Read the latest cancer research and recognition from the members of the Damon Runyon scientific circle.
May 23, 2018
Five Damon Runyon alumni named HHMI Investigators

Five Damon Runyon alumni are among the 19 individuals named Howard Hughes Medical Institute Investigators this week. These scientists were selected because they ask hard questions in uncharted territories of biology and have the potential to make breakthroughs that will benefit humanity. The appointment provides flexible funding of $8 million over a seven-year term for each scientist, enabling them to pursue provocative fundamental questions of critical importance to biomedical progress.
“We are delighted that our alumni are being recognized for their significant accomplishments and their promise to make future advances in healthcare. This is a testament to our strategy to foster the next generation of leaders while they are just venturing out into the research world with their bold, risky ideas,” said Lorraine Egan, President and CEO, Damon Runyon Cancer Research Foundation.
Meet our distinguished alumni:
Thomas Bernhardt, PhD (Damon Runyon Fellow ‘02-‘03) at Harvard Medical School, is focusing on how bacteria build their cell wall in order to grow and divide. Understanding the mechanisms of bacterial cell wall synthesis has critical implications for human disease and health—including new targets to combat drug-resistant infections. 
Howard Chang, MD, PhD (Damon Runyon Scholar ’06-’08) at Stanford University, is probing the mystery of a class of genes called long noncoding RNAs, which are pervasive in the human genome, but do not produce proteins like normal genes. Long noncoding RNAs are now known to be important in cancer and other human diseases, as well as development and aging.
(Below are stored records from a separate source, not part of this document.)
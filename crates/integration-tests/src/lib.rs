//! Integration test harness for the Glemora storefront.
//!
//! [`TestContext::new`] starts two servers on ephemeral ports:
//!
//! - a stub Glemora API serving a fixed catalog and recording cart calls
//! - the storefront itself, pointed at the stub
//!
//! Tests talk to the storefront through a cookie-keeping `reqwest` client,
//! so anonymous carts persist across requests the way they do in a browser.
//!
//! # Running Tests
//!
//! ```bash
//! cargo test -p glemora-integration-tests
//! ```

use std::collections::HashMap;
use std::error::Error;
use std::net::SocketAddr;
use std::sync::{Arc, Mutex, PoisonError};

use axum::{
    Json, Router,
    extract::{Query, State},
    http::{HeaderMap, StatusCode, header::AUTHORIZATION},
    routing::{get, post},
};
use glemora_storefront::{config::StorefrontConfig, state::AppState};
use serde_json::{Value, json};
use tokio::net::TcpListener;

/// Bearer token the stub API refuses.
pub const REJECTED_TOKEN: &str = "rejected-token";

/// A `POST /cart` call received by the stub API.
#[derive(Debug, Clone, PartialEq, Eq)]
pub struct CartCall {
    pub authorization: Option<String>,
    pub query: HashMap<String, String>,
}

#[derive(Clone, Default)]
struct StubApi {
    cart_calls: Arc<Mutex<Vec<CartCall>>>,
}

/// The fixed catalog served by the stub API.
#[must_use]
pub fn stub_products() -> Value {
    json!([
        {
            "id": 1,
            "name": "Red Dress",
            "price": 1000,
            "salePrice": 800,
            "sale": true,
            "image": "https://cdn.glemora.lk/red-dress.jpg",
            "category": { "id": 2, "name": "Dresses" },
            "stockQuantity": 5
        },
        {
            "id": 2,
            "name": "Linen Shirt",
            "price": 2500,
            "sale": false,
            "category": { "id": 3, "name": "Tops" },
            "stockQuantity": 3
        },
        {
            "id": 3,
            "name": "Pleated Skirt",
            "price": 1500,
            "sale": false,
            "category": { "id": 4, "name": "Skirts" },
            "stockQuantity": 0
        }
    ])
}

/// The fixed category list served by the stub API.
#[must_use]
pub fn stub_categories() -> Value {
    json!([
        { "id": 2, "name": "Dresses" },
        { "id": 3, "name": "Tops" },
        { "id": 4, "name": "Skirts" }
    ])
}

async fn products() -> Json<Value> {
    Json(stub_products())
}

async fn categories() -> Json<Value> {
    Json(stub_categories())
}

async fn add_to_cart(
    State(api): State<StubApi>,
    headers: HeaderMap,
    Query(query): Query<HashMap<String, String>>,
) -> StatusCode {
    let authorization = headers
        .get(AUTHORIZATION)
        .and_then(|v| v.to_str().ok())
        .map(String::from);

    let rejected =
        authorization.as_deref() == Some(format!("Bearer {REJECTED_TOKEN}").as_str());

    api.cart_calls
        .lock()
        .unwrap_or_else(PoisonError::into_inner)
        .push(CartCall {
            authorization,
            query,
        });

    if rejected {
        StatusCode::INTERNAL_SERVER_ERROR
    } else {
        StatusCode::CREATED
    }
}

async fn spawn(router: Router) -> Result<SocketAddr, Box<dyn Error>> {
    let listener = TcpListener::bind("127.0.0.1:0").await?;
    let addr = listener.local_addr()?;
    tokio::spawn(async move {
        let _ = axum::serve(listener, router).await;
    });
    Ok(addr)
}

/// A running storefront plus the stub API behind it.
pub struct TestContext {
    pub client: reqwest::Client,
    pub storefront_url: String,
    api: StubApi,
}

impl TestContext {
    /// Start the stub API and a storefront pointed at it.
    ///
    /// # Errors
    ///
    /// Returns an error if either server cannot start.
    pub async fn new() -> Result<Self, Box<dyn Error>> {
        let api = StubApi::default();
        let api_router = Router::new()
            .route("/api/products", get(products))
            .route("/api/categories", get(categories))
            .route("/api/cart", post(add_to_cart))
            .with_state(api.clone());
        let api_addr = spawn(api_router).await?;

        let config = StorefrontConfig::from_lookup(|key| match key {
            "STOREFRONT_BASE_URL" => Some("http://localhost".to_string()),
            "STOREFRONT_API_URL" => Some(format!("http://{api_addr}/api")),
            "STOREFRONT_API_TIMEOUT_SECS" => Some("5".to_string()),
            "STOREFRONT_CATALOG_CACHE_SECS" => Some("0".to_string()),
            _ => None,
        })?;
        let state = AppState::new(config)?;
        let storefront_addr = spawn(glemora_storefront::app(state, "static")).await?;

        let client = reqwest::Client::builder().cookie_store(true).build()?;

        Ok(Self {
            client,
            storefront_url: format!("http://{storefront_addr}"),
            api,
        })
    }

    /// Absolute storefront URL for `path`.
    #[must_use]
    pub fn url(&self, path: &str) -> String {
        format!("{}{path}", self.storefront_url)
    }

    /// Cart calls the stub API has received so far.
    #[must_use]
    pub fn cart_calls(&self) -> Vec<CartCall> {
        self.api
            .cart_calls
            .lock()
            .unwrap_or_else(PoisonError::into_inner)
            .clone()
    }
}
Ralph DeBerardinis, MD, PhD (Damon Runyon Clinical Investigator ‘11-‘14) of the University of Texas Southwestern Medical Center, studies the metabolic pathways used by a cell to grow, develop, and expend energy. Understanding what goes wrong in these pathways when cancer and other diseases develop will lead to therapeutic agents that selectively target tumors, stopping their growth, while leaving metabolism in the rest of the body undisturbed.
Elizabeth Sattely, PhD (Damon Runyon Fellow ‘08-‘10) at Stanford University, is developing plants that can produce lifesaving drugs and building stronger plants along the way. Her lab engineered a common tobacco plant to produce a chemical that is used to create etoposide, a chemotherapy drug that treats various forms of cancer. This is potentially a less expensive and more efficient way of producing the vital drug.
Feng Zhang (Damon Runyon-Rachleff Innovator ‘12-‘14) of the Broad Institute of MIT and Harvard, is a leader in developing genome editing technologies, including CRISPR. His tools are being used globally to modify DNA for a wide range of applications, from improving crops to studying disease. The hope is genetic errors in patients’ cells will be corrected to treat disease someday.